Below are some records; return each one exactly.

--- Material shown Enclosed Below ---

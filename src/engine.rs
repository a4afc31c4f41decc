// ABOUTME: Facade over the aggregators binding one "now" snapshot and the engine config
// ABOUTME: Report-assembly callers go through these five entry points
//
// SPDX-License-Identifier: MIT OR Apache-2.0
// Copyright (c) 2025 Liftbook

//! The trend engine facade.
//!
//! Every computation resolves its lookback window and streak anchor against
//! a single calendar date captured when the engine was constructed, so one
//! request assembling several reports can never straddle midnight and
//! identical inputs always produce identical output.

use chrono::{Local, NaiveDate};
use tracing::debug;

use crate::algorithms::rep_max::{RepMaxFormula, RmTarget};
use crate::body_analyzer;
use crate::cardio_analyzer;
use crate::config::EngineConfig;
use crate::models::{
    BodyCompositionReport, BodyMeasurement, BodyPartFilter, CardioSession, CardioTrendReport,
    StreakSummary, TrendPoint, VolumeTrendReport, WorkoutSet,
};
use crate::strength_analyzer;
use crate::streak_calculator;
use crate::timeframe::{TrendInterval, TrendPeriod};
use crate::volume_analyzer;

/// Pure computation facade for all workout analytics.
///
/// Holds no records, no caches, no I/O handles, so one engine can serve
/// concurrent requests freely. The only state is the "today" snapshot and
/// the policy configuration.
#[derive(Debug, Clone, Copy)]
pub struct TrendEngine {
    today: NaiveDate,
    config: EngineConfig,
}

impl Default for TrendEngine {
    fn default() -> Self {
        Self::new()
    }
}

impl TrendEngine {
    /// Engine anchored at the server's local calendar date, default policy.
    #[must_use]
    pub fn new() -> Self {
        Self::with_config(EngineConfig::default())
    }

    /// Engine anchored at the server's local calendar date with explicit
    /// policy, typically from [`EngineConfig::from_environment`].
    #[must_use]
    pub fn with_config(config: EngineConfig) -> Self {
        Self {
            today: Local::now().date_naive(),
            config,
        }
    }

    /// Engine with a fixed "today"; for tests and backfill jobs.
    #[must_use]
    pub const fn anchored(today: NaiveDate, config: EngineConfig) -> Self {
        Self { today, config }
    }

    /// The calendar date every window and streak resolves against.
    #[must_use]
    pub const fn today(&self) -> NaiveDate {
        self.today
    }

    /// Per-exercise strength trend normalized to `target` with the default
    /// (Epley) formula. Empty buckets are omitted.
    #[must_use]
    pub fn strength_trend(
        &self,
        sets: &[WorkoutSet],
        period: TrendPeriod,
        interval: TrendInterval,
        target: RmTarget,
    ) -> Vec<TrendPoint> {
        debug!(
            sets = sets.len(),
            period = period.as_str(),
            interval = interval.as_str(),
            target = target.as_str(),
            "computing strength trend"
        );
        strength_analyzer::weight_trend(
            sets,
            period,
            interval,
            target,
            RepMaxFormula::default(),
            self.today,
        )
    }

    /// Cardio trend: parallel distance, duration, and average-speed series.
    #[must_use]
    pub fn cardio_trend(
        &self,
        sessions: &[CardioSession],
        period: TrendPeriod,
        interval: TrendInterval,
    ) -> CardioTrendReport {
        debug!(
            sessions = sessions.len(),
            period = period.as_str(),
            interval = interval.as_str(),
            "computing cardio trend"
        );
        cardio_analyzer::cardio_trend(sessions, period, interval, self.today)
    }

    /// Training-volume trend for one body-part selection. Bucketed series
    /// are zero-filled across the whole window.
    #[must_use]
    pub fn volume_trend(
        &self,
        sets: &[WorkoutSet],
        period: TrendPeriod,
        interval: TrendInterval,
        filter: BodyPartFilter,
    ) -> VolumeTrendReport {
        debug!(
            sets = sets.len(),
            period = period.as_str(),
            interval = interval.as_str(),
            body_part = filter.as_str(),
            "computing volume trend"
        );
        volume_analyzer::volume_trend(sets, period, interval, filter, self.today)
    }

    /// Body-composition trend: independent weight, muscle-mass, and
    /// body-fat series.
    #[must_use]
    pub fn body_composition_trend(
        &self,
        measurements: &[BodyMeasurement],
        period: TrendPeriod,
        interval: TrendInterval,
    ) -> BodyCompositionReport {
        debug!(
            measurements = measurements.len(),
            period = period.as_str(),
            interval = interval.as_str(),
            "computing body composition trend"
        );
        body_analyzer::body_composition_trend(
            measurements,
            period,
            interval,
            self.config.sparse_span_ratio,
            self.today,
        )
    }

    /// Current and longest consecutive-day streaks over the full history.
    #[must_use]
    pub fn streaks(&self, activity_dates: &[NaiveDate]) -> StreakSummary {
        debug!(dates = activity_dates.len(), "computing streaks");
        streak_calculator::compute_streaks(
            activity_dates,
            self.today,
            self.config.streak_grace_days,
        )
    }
}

--- End of Enclosed Material shown ---

> [Written reply]:
filename src/engine.rs
repository a4afc31c4f41decc
// ABOUTME: Facade over the aggregators binding one "now" snapshot and the engine config
// ABOUTME: Report-assembly callers go through these five entry points
//
// SPDX-License-Identifier: MIT OR Apache-2.0
// Copyright (c) 2025 Liftbook

//! The trend engine facade.
//!
//! Every computation resolves its lookback window and streak anchor against
//! a single calendar date captured when the engine was constructed, so one
//! request assembling several reports can never straddle midnight and
//! identical inputs always produce identical output.

use chrono::{Local, NaiveDate};
use tracing::debug;

use crate::algorithms::rep_max::{RepMaxFormula, RmTarget};
use crate::body_analyzer;
use crate::cardio_analyzer;
use crate::config::EngineConfig;
use crate::models::{
    BodyCompositionReport, BodyMeasurement, BodyPartFilter, CardioSession, CardioTrendReport,
    StreakSummary, TrendPoint, VolumeTrendReport, WorkoutSet,
};
use crate::strength_analyzer;
use crate::streak_calculator;
use crate::timeframe::{TrendInterval, TrendPeriod};
use crate::volume_analyzer;

/// Pure computation facade for all workout analytics.
///
/// Holds no records, no caches, no I/O handles, so one engine can serve
/// concurrent requests freely. The only state is the "today" snapshot and
/// the policy configuration.
#[derive(Debug, Clone, Copy)]
pub struct TrendEngine {
    today: NaiveDate,
    config: EngineConfig,
}

impl Default for TrendEngine {
    fn default() -> Self {
        Self::new()
    }
}

impl TrendEngine {
    /// Engine anchored at the server's local calendar date, default policy.
    #[must_use]
    pub fn new() -> Self {
        Self::with_config(EngineConfig::default())
    }

    /// Engine anchored at the server's local calendar date with explicit
    /// policy, typically from [`EngineConfig::from_environment`].
    #[must_use]
    pub fn with_config(config: EngineConfig) -> Self {
        Self {
            today: Local::now().date_naive(),
            config,
        }
    }

    /// Engine with a fixed "today"; for tests and backfill jobs.
    #[must_use]
    pub const fn anchored(today: NaiveDate, config: EngineConfig) -> Self {
        Self { today, config }
    }

    /// The calendar date every window and streak resolves against.
    #[must_use]
    pub const fn today(&self) -> NaiveDate {
        self.today
    }

    /// Per-exercise strength trend normalized to `target` with the default
    /// (Epley) formula. Empty buckets are omitted.
    #[must_use]
    pub fn strength_trend(
        &self,
        sets: &[WorkoutSet],
        period: TrendPeriod,
        interval: TrendInterval,
        target: RmTarget,
    ) -> Vec<TrendPoint> {
        debug!(
            sets = sets.len(),
            period = period.as_str(),
            interval = interval.as_str(),
            target = target.as_str(),
            "computing strength trend"
        );
        strength_analyzer::weight_trend(
            sets,
            period,
            interval,
            target,
            RepMaxFormula::default(),
            self.today,
        )
    }

    /// Cardio trend: parallel distance, duration, and average-speed series.
    #[must_use]
    pub fn cardio_trend(
        &self,
        sessions: &[CardioSession],
        period: TrendPeriod,
        interval: TrendInterval,
    ) -> CardioTrendReport {
        debug!(
            sessions = sessions.len(),
            period = period.as_str(),
            interval = interval.as_str(),
            "computing cardio trend"
        );
        cardio_analyzer::cardio_trend(sessions, period, interval, self.today)
    }

    /// Training-volume trend for one body-part selection. Bucketed series
    /// are zero-filled across the whole window.
    #[must_use]
    pub fn volume_trend(
        &self,
        sets: &[WorkoutSet],
        period: TrendPeriod,
        interval: TrendInterval,
        filter: BodyPartFilter,
    ) -> VolumeTrendReport {
        debug!(
            sets = sets.len(),
            period = period.as_str(),
            interval = interval.as_str(),
            body_part = filter.as_str(),
            "computing volume trend"
        );
        volume_analyzer::volume_trend(sets, period, interval, filter, self.today)
    }

    /// Body-composition trend: independent weight, muscle-mass, and
    /// body-fat series.
    #[must_use]
    pub fn body_composition_trend(
        &self,
        measurements: &[BodyMeasurement],
        period: TrendPeriod,
        interval: TrendInterval,
    ) -> BodyCompositionReport {
        debug!(
            measurements = measurements.len(),
            period = period.as_str(),
            interval = interval.as_str(),
            "computing body composition trend"
        );
        body_analyzer::body_composition_trend(
            measurements,
            period,
            interval,
            self.config.sparse_span_ratio,
            self.today,
        )
    }

    /// Current and longest consecutive-day streaks over the full history.
    #[must_use]
    pub fn streaks(&self, activity_dates: &[NaiveDate]) -> StreakSummary {
        debug!(dates = activity_dates.len(), "computing streaks");
        streak_calculator::compute_streaks(
            activity_dates,
            self.today,
            self.config.streak_grace_days,
        )
    }
}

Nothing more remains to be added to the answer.